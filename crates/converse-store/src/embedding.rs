//! Text embeddings for the vector index.
//!
//! [`Embedder`] is the seam for plugging in a model-backed service. The
//! bundled [`HashingEmbedder`] needs no model: it feature-hashes word
//! unigrams and bigrams into a fixed number of signed buckets, which is
//! enough for lexical-overlap recall over past conversation turns.

use async_trait::async_trait;

use crate::error::{StoreError, StoreResult};

/// Default dimensionality of [`HashingEmbedder`] vectors.
pub const DEFAULT_DIMENSION: usize = 384;

const BIGRAM_WEIGHT: f32 = 0.5;

/// Produces fixed-size embedding vectors for text.
#[async_trait]
pub trait Embedder: Send + Sync {
    /// Length of every vector returned by [`Embedder::embed`].
    fn dimension(&self) -> usize;

    /// Embed `text`. Implementations return L2-normalised vectors, or the
    /// zero vector when `text` has no tokens.
    async fn embed(&self, text: &str) -> StoreResult<Vec<f32>>;
}

/// Deterministic feature-hashing embedder.
///
/// Hashing uses FNV-1a so vectors stay stable across builds and platforms,
/// which matters because they are persisted.
#[derive(Debug, Clone)]
pub struct HashingEmbedder {
    dimension: usize,
}

impl HashingEmbedder {
    pub fn new(dimension: usize) -> StoreResult<Self> {
        if dimension == 0 {
            return Err(StoreError::Embedding("dimension must be positive".into()));
        }
        Ok(Self { dimension })
    }

    fn embed_sync(&self, text: &str) -> Vec<f32> {
        let lowered = text.to_lowercase();
        let tokens: Vec<&str> = lowered
            .split(|c: char| !c.is_alphanumeric())
            .filter(|t| !t.is_empty())
            .collect();

        let mut vector = vec![0.0_f32; self.dimension];
        for token in &tokens {
            self.bump(&mut vector, token.as_bytes(), 1.0);
        }
        for pair in tokens.windows(2) {
            let bigram = format!("{} {}", pair[0], pair[1]);
            self.bump(&mut vector, bigram.as_bytes(), BIGRAM_WEIGHT);
        }

        let norm = vector.iter().map(|v| v * v).sum::<f32>().sqrt();
        if norm > 0.0 {
            for v in &mut vector {
                *v /= norm;
            }
        }
        vector
    }

    fn bump(&self, vector: &mut [f32], feature: &[u8], weight: f32) {
        let hash = fnv1a(feature);
        let bucket = (hash % self.dimension as u64) as usize;
        let sign = if hash >> 63 == 0 { 1.0 } else { -1.0 };
        vector[bucket] += sign * weight;
    }
}

impl Default for HashingEmbedder {
    fn default() -> Self {
        Self {
            dimension: DEFAULT_DIMENSION,
        }
    }
}

#[async_trait]
impl Embedder for HashingEmbedder {
    fn dimension(&self) -> usize {
        self.dimension
    }

    async fn embed(&self, text: &str) -> StoreResult<Vec<f32>> {
        Ok(self.embed_sync(text))
    }
}

fn fnv1a(bytes: &[u8]) -> u64 {
    const OFFSET: u64 = 0xcbf2_9ce4_8422_2325;
    const PRIME: u64 = 0x0000_0100_0000_01b3;
    bytes
        .iter()
        .fold(OFFSET, |hash, b| (hash ^ u64::from(*b)).wrapping_mul(PRIME))
}

/// Cosine distance (`1 - cosine similarity`) in `[0, 2]`.
///
/// Mismatched lengths or zero vectors count as unrelated (distance 1).
pub fn cosine_distance(a: &[f32], b: &[f32]) -> f32 {
    if a.len() != b.len() {
        return 1.0;
    }
    let (mut dot, mut mag_a, mut mag_b) = (0.0_f64, 0.0_f64, 0.0_f64);
    for (x, y) in a.iter().zip(b) {
        let (x, y) = (f64::from(*x), f64::from(*y));
        dot += x * y;
        mag_a += x * x;
        mag_b += y * y;
    }
    if mag_a == 0.0 || mag_b == 0.0 {
        return 1.0;
    }
    (1.0 - dot / (mag_a.sqrt() * mag_b.sqrt())) as f32
}

/// Little-endian f32 encoding used for the `embedding` BLOB column.
pub(crate) fn embedding_to_blob(embedding: &[f32]) -> Vec<u8> {
    embedding.iter().flat_map(|v| v.to_le_bytes()).collect()
}

pub(crate) fn blob_to_embedding(blob: &[u8]) -> Vec<f32> {
    blob.chunks_exact(4)
        .map(|chunk| f32::from_le_bytes([chunk[0], chunk[1], chunk[2], chunk[3]]))
        .collect()
}
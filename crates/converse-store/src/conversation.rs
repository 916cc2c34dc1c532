//! Durable conversation log.
//!
//! A conversation is the persisted side of a chat session: an ordered list
//! of messages plus the provider/model the session prefers. Conversations
//! are never hard-deleted directly; they move to the trash first and are
//! purged from there, either explicitly or once the retention window has
//! passed.

use std::fmt;
use std::str::FromStr;
use std::time::Duration;

use rusqlite::{OptionalExtension, Row};
use serde::{Deserialize, Serialize};
use serde_json::Value;
use tracing::{debug, info, instrument};

use crate::db::{Database, now_millis};
use crate::error::{StoreError, StoreResult};

/// Maximum title length derived from the first user message.
const TITLE_CHARS: usize = 60;

// ═══════════════════════════════════════════════════════════════════════
//  Types
// ═══════════════════════════════════════════════════════════════════════

/// Author of a persisted message.
#[derive(Debug, Clone, Copy, PartialEq, Eq, Hash, Serialize, Deserialize)]
#[serde(rename_all = "lowercase")]
pub enum MessageRole {
    System,
    User,
    Assistant,
}

impl MessageRole {
    pub fn as_str(self) -> &'static str {
        match self {
            Self::System => "system",
            Self::User => "user",
            Self::Assistant => "assistant",
        }
    }
}

impl fmt::Display for MessageRole {
    fn fmt(&self, f: &mut fmt::Formatter<'_>) -> fmt::Result {
        f.write_str(self.as_str())
    }
}

impl FromStr for MessageRole {
    type Err = StoreError;

    fn from_str(s: &str) -> StoreResult<Self> {
        match s {
            "system" => Ok(Self::System),
            "user" => Ok(Self::User),
            "assistant" => Ok(Self::Assistant),
            other => Err(StoreError::InvalidArgument(format!("unknown role `{other}`"))),
        }
    }
}

/// Lifecycle status of a persisted message.
///
/// Assistant messages of interrupted turns are kept with `Cancelled` (or
/// `Error`) instead of being dropped, and the user message of a turn that
/// was cancelled before producing any text is flagged `Cancelled` too.
#[derive(Debug, Clone, Copy, PartialEq, Eq, Hash, Serialize, Deserialize)]
#[serde(rename_all = "snake_case")]
pub enum MessageStatus {
    Pending,
    Complete,
    Cancelled,
    Error,
}

impl MessageStatus {
    pub fn as_str(self) -> &'static str {
        match self {
            Self::Pending => "pending",
            Self::Complete => "complete",
            Self::Cancelled => "cancelled",
            Self::Error => "error",
        }
    }
}

impl fmt::Display for MessageStatus {
    fn fmt(&self, f: &mut fmt::Formatter<'_>) -> fmt::Result {
        f.write_str(self.as_str())
    }
}

impl FromStr for MessageStatus {
    type Err = StoreError;

    fn from_str(s: &str) -> StoreResult<Self> {
        match s {
            "pending" => Ok(Self::Pending),
            "complete" => Ok(Self::Complete),
            "cancelled" => Ok(Self::Cancelled),
            "error" => Ok(Self::Error),
            other => Err(StoreError::InvalidArgument(format!("unknown status `{other}`"))),
        }
    }
}

/// A message about to be appended.
#[derive(Debug, Clone, PartialEq, Serialize, Deserialize)]
pub struct NewMessage {
    pub role: MessageRole,
    pub content: String,
    pub status: MessageStatus,
    /// Free-form metadata: provider, model, mode flags, language.
    #[serde(default)]
    pub metadata: Value,
}

impl NewMessage {
    pub fn new(role: MessageRole, content: impl Into<String>) -> Self {
        Self {
            role,
            content: content.into(),
            status: MessageStatus::Complete,
            metadata: Value::Object(Default::default()),
        }
    }

    pub fn user(content: impl Into<String>) -> Self {
        Self::new(MessageRole::User, content)
    }

    pub fn assistant(content: impl Into<String>) -> Self {
        Self::new(MessageRole::Assistant, content)
    }

    pub fn with_status(mut self, status: MessageStatus) -> Self {
        self.status = status;
        self
    }

    pub fn with_metadata(mut self, metadata: Value) -> Self {
        self.metadata = metadata;
        self
    }
}

/// A message as stored in the log.
#[derive(Debug, Clone, PartialEq, Serialize, Deserialize)]
pub struct StoredMessage {
    /// Row id; strictly increasing per database, so it is also the append order.
    pub id: i64,
    pub conversation_id: String,
    pub role: MessageRole,
    pub content: String,
    pub status: MessageStatus,
    pub metadata: Value,
    /// Unix milliseconds.
    pub created_at: i64,
}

* * *

Task prompt —
Each line of the listing that contains the word "System" must be copied.

Exercise response —
    System,
            Self::System => "system",
            "system" => Ok(Self::System),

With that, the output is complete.